Logical time on TON: a monotonic uint64 counter replacing physical timestamps in internal message semantics. The TON equivalent of a Lamport timestamp.

Aliases: logical time, ton lt

lt (logical time) is a TON-specific concept: a monotonic uint64 counter incremented on every transaction inside a shard. It’s the TON equivalent of a Lamport timestamp in distributed systems.

Why it exists

Physical time (utime / Unix timestamp) on distributed nodes is only approximately synchronised (NTP precision). For strict ordering, TON uses lt:

  • Every transaction has its own lt and prev_lt.
  • Messages inside a transaction are ordered via created_lt.
  • lt always increases within an account/shard — no collisions, no “same moments”.

Where you’ll see it

In tonapi / toncenter responses, utime and lt usually sit side by side: utime for UX (“received at 12:34”), lt for deduplication and precise sorting. When paginating an account’s transactions, the correct cursor is (lt, hash), not utime.
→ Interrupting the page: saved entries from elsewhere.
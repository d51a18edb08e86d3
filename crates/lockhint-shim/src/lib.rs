//! Lock acquisition interception.
//!
//! Wraps a blocking mutual-exclusion primitive with the degradation state
//! machine (fast path → spin → publish-and-yield → blocking fallback) and
//! publishes ownership / waiter / presence hints into the shared tables on
//! the way. The wrapped primitive's correctness is untouched: every hint
//! write can be skipped (passthrough mode) without changing what the caller
//! observes, beyond performance.

pub mod context;
pub mod mutex;
pub mod state_machine;
pub mod stats;
pub mod sys;

pub use context::{HintContext, ThreadCx, global, global_active, init, init_from_env, teardown};
pub use mutex::{HintedMutex, HintedMutexGuard, RawHintedMutex};
pub use state_machine::{
    AcquirePath, FallbackReason, SPIN_PAUSE_ITERS, acquire_hinted, publish_acquired,
    release_hinted, try_acquire_hinted,
};
pub use stats::{ShimStats, snapshot};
Example from an API response

Shortened JSON of one transaction from getTransactions:

{
  "transaction_id": {
    "lt": "48125293000003",
    "hash": "9f5b...c1"
  },
  "utime": 1716908123,
  "in_msg": { "created_lt": "48125293000002", "value": "100000000" },
  "out_msgs": [
    { "created_lt": "48125293000004", "destination": "EQA..." }
  ]
}

Notice: the lt of in_msg is below the transaction’s lt; the out_msgs lts are above. Each message gets its own lt at creation, so the order “incoming → execution → outgoing” is rigidly guaranteed.

lt vs utime — when to use which

TaskCorrect field
”When did this happen” in UIutime
Comparing “did A happen before B”lt
Dedupe in a DB(account, lt) — unique pair
Paginating tx historycursor (lt, hash)
Locating a specific operationlt + hash

Using utime for ordering is a common mistake: thousands of transactions can share the same second, and utime collapses them together.

Logical time in a shardchain

Every shardchain has its own lt counter, disjoint from other shards. This doesn’t break causality: on cross-shard messages, the receiving shard takes the sender’s created_lt, and its own lt simply steps above the incoming value. That’s how “happens-before” is built across TON’s distributed system without a global clock.

Bounds and overflow

lt is uint64, upper bound ~1.8 × 10¹⁹. At 1000 tx/s per shard that’s roughly 580 million years to overflow — practically never.